*** Record set ***
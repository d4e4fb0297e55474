use crate::error::AppError;
use config::{Config as Cfg, File};
use serde::Deserialize;

#[derive(Debug, Deserialize, Clone)]
pub struct Config {
    #[serde(default = "default_port")]
    pub port: u16,
    #[serde(default)]
    pub allowed_origins: Vec<String>,
}

fn default_port() -> u16 {
    8080
}

impl Config {
    pub fn load() -> Result<Self, AppError> {
        dotenvy::dotenv().ok();

        let config = Cfg::builder()
            .add_source(File::with_name("configuration").required(false))
            .add_source(
                config::Environment::with_prefix("APP")
                    .separator("__")
                    .list_separator(",")
                    .with_list_parse_key("allowed_origins")
                    .try_parsing(true),
            )
            .build()?;

        Ok(config.try_deserialize()?)
    }
}
//! Consent authorization: grant token, consent, redirect URL and a pending
//! access grant the bank callback completes later.

use chrono::{DateTime, Duration, SecondsFormat, Utc};
use service_core::observability::StepStack;
use uuid::Uuid;

use super::fail_flow;
use crate::dtos::AuthorizeResponse;
use crate::error::GatewayError;
use crate::models::{AccessGrant, Company};
use crate::startup::AppState;
use crate::utils::{generate_state, generate_token, hash_token};

/// Time the account holder has to complete the bank redirect.
pub const PENDING_AUTHORIZATION_TTL_MINUTES: i64 = 15;

pub async fn authorize(
    steps: &mut StepStack,
    state: &AppState,
    company_id: &str,
) -> Result<AuthorizeResponse, GatewayError> {
    let mut flow = steps.enter("authorize");
    match run(&mut flow, state, company_id).await {
        Ok(response) => Ok(response),
        Err(e) => Err(fail_flow(flow, "authorize", e)),
    }
}

async fn run(
    steps: &mut StepStack,
    state: &AppState,
    company_id: &str,
) -> Result<AuthorizeResponse, GatewayError> {
    find_company(steps, state, company_id).await?;

    let grant_token = state
        .bank
        .grant_token(steps)
        .await
        .map_err(|e| e.context("failed to get client credentials grant token"))?;

    let consent_id = state
        .bank
        .create_consent(steps, &grant_token)
        .await
        .map_err(|e| e.context("failed to get consent id"))?;

    let redirect_state = generate_state();
    let url = state
        .bank
        .authorization_url(steps, &consent_id, &redirect_state)
        .map_err(|e| e.context("failed to create auth url"))?;

    let token = generate_token();
    let expires_utc = persist(
        steps,
        state,
        PendingGrant {
            company_id,
            token: &token,
            grant_token,
            consent_id,
            state: redirect_state,
        },
    )
    .await?;

    Ok(AuthorizeResponse {
        token,
        url,
        expires_at: expires_utc.to_rfc3339_opts(SecondsFormat::Secs, true),
    })
}

/// Disabled companies are reported exactly like unknown ones.
async fn find_company(
    steps: &mut StepStack,
    state: &AppState,
    company_id: &str,
) -> Result<Company, GatewayError> {
    let step = steps.enter("authorize.company");

    match state.store.find_company(company_id).await {
        Ok(Some(company)) if company.enabled => Ok(company),
        Ok(_) => Err(step.fail(GatewayError::NotFound(format!(
            "company with ID '{}' not found",
            company_id
        )))),
        Err(e) => Err(step.fail(GatewayError::from(e).context("failed to query company"))),
    }
}

struct PendingGrant<'a> {
    company_id: &'a str,
    token: &'a str,
    grant_token: String,
    consent_id: String,
    state: String,
}

async fn persist(
    steps: &mut StepStack,
    state: &AppState,
    pending: PendingGrant<'_>,
) -> Result<DateTime<Utc>, GatewayError> {
    let step = steps.enter("authorize.persist");

    let now = Utc::now();
    let grant = AccessGrant {
        grant_id: Uuid::new_v4(),
        token_hash: hash_token(pending.token),
        company_id: pending.company_id.to_string(),
        grant_token: pending.grant_token,
        consent_id: pending.consent_id,
        state: pending.state,
        access_token: None,
        refresh_token: None,
        expires_utc: now + Duration::minutes(PENDING_AUTHORIZATION_TTL_MINUTES),
        created_utc: now,
        updated_utc: now,
    };

    match state.store.insert_access_grant(&grant).await {
        Ok(()) => {
            tracing::info!(
                grant_id = %grant.grant_id,
                company_id = %grant.company_id,
                "Pending authorization created"
            );
            Ok(grant.expires_utc)
        }
        Err(e) => Err(step.fail(GatewayError::from(e).context("failed to save to database"))),
    }
}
*** End of Record set ***
**Exercise requirements**
The records above must be repeated exactly, in their entirety.

**Reply**
repository d4e4fb0297e55474
use crate::error::AppError;
use config::{Config as Cfg, File};
use serde::Deserialize;

#[derive(Debug, Deserialize, Clone)]
pub struct Config {
    #[serde(default = "default_port")]
    pub port: u16,
    #[serde(default)]
    pub allowed_origins: Vec<String>,
}

fn default_port() -> u16 {
    8080
}

impl Config {
    pub fn load() -> Result<Self, AppError> {
        dotenvy::dotenv().ok();

        let config = Cfg::builder()
            .add_source(File::with_name("configuration").required(false))
            .add_source(
                config::Environment::with_prefix("APP")
                    .separator("__")
                    .list_separator(",")
                    .with_list_parse_key("allowed_origins")
                    .try_parsing(true),
            )
            .build()?;

        Ok(config.try_deserialize()?)
    }
}
//! Consent authorization: grant token, consent, redirect URL and a pending
//! access grant the bank callback completes later.

use chrono::{DateTime, Duration, SecondsFormat, Utc};
use service_core::observability::StepStack;
use uuid::Uuid;

use super::fail_flow;
use crate::dtos::AuthorizeResponse;
use crate::error::GatewayError;
use crate::models::{AccessGrant, Company};
use crate::startup::AppState;
use crate::utils::{generate_state, generate_token, hash_token};

/// Time the account holder has to complete the bank redirect.
pub const PENDING_AUTHORIZATION_TTL_MINUTES: i64 = 15;

pub async fn authorize(
    steps: &mut StepStack,
    state: &AppState,
    company_id: &str,
) -> Result<AuthorizeResponse, GatewayError> {
    let mut flow = steps.enter("authorize");
    match run(&mut flow, state, company_id).await {
        Ok(response) => Ok(response),
        Err(e) => Err(fail_flow(flow, "authorize", e)),
    }
}

async fn run(
    steps: &mut StepStack,
    state: &AppState,
    company_id: &str,
) -> Result<AuthorizeResponse, GatewayError> {
    find_company(steps, state, company_id).await?;

    let grant_token = state
        .bank
        .grant_token(steps)
        .await
        .map_err(|e| e.context("failed to get client credentials grant token"))?;

    let consent_id = state
        .bank
        .create_consent(steps, &grant_token)
        .await
        .map_err(|e| e.context("failed to get consent id"))?;

    let redirect_state = generate_state();
    let url = state
        .bank
        .authorization_url(steps, &consent_id, &redirect_state)
        .map_err(|e| e.context("failed to create auth url"))?;

    let token = generate_token();
    let expires_utc = persist(
        steps,
        state,
        PendingGrant {
            company_id,
            token: &token,
            grant_token,
            consent_id,
            state: redirect_state,
        },
    )
    .await?;

    Ok(AuthorizeResponse {
        token,
        url,
        expires_at: expires_utc.to_rfc3339_opts(SecondsFormat::Secs, true),
    })
}

/// Disabled companies are reported exactly like unknown ones.
async fn find_company(
    steps: &mut StepStack,
    state: &AppState,
    company_id: &str,
) -> Result<Company, GatewayError> {
    let step = steps.enter("authorize.company");

    match state.store.find_company(company_id).await {
        Ok(Some(company)) if company.enabled => Ok(company),
        Ok(_) => Err(step.fail(GatewayError::NotFound(format!(
            "company with ID '{}' not found",
            company_id
        )))),
        Err(e) => Err(step.fail(GatewayError::from(e).context("failed to query company"))),
    }
}

struct PendingGrant<'a> {
    company_id: &'a str,
    token: &'a str,
    grant_token: String,
    consent_id: String,
    state: String,
}

async fn persist(
    steps: &mut StepStack,
    state: &AppState,
    pending: PendingGrant<'_>,
) -> Result<DateTime<Utc>, GatewayError> {
    let step = steps.enter("authorize.persist");

    let now = Utc::now();
    let grant = AccessGrant {
        grant_id: Uuid::new_v4(),
        token_hash: hash_token(pending.token),
        company_id: pending.company_id.to_string(),
        grant_token: pending.grant_token,
        consent_id: pending.consent_id,
        state: pending.state,
        access_token: None,
        refresh_token: None,
        expires_utc: now + Duration::minutes(PENDING_AUTHORIZATION_TTL_MINUTES),
        created_utc: now,
        updated_utc: now,
    };

    match state.store.insert_access_grant(&grant).await {
        Ok(()) => {
            tracing::info!(
                grant_id = %grant.grant_id,
                company_id = %grant.company_id,
                "Pending authorization created"
            );
            Ok(grant.expires_utc)
        }
        Err(e) => Err(step.fail(GatewayError::from(e).context("failed to save to database"))),
    }
}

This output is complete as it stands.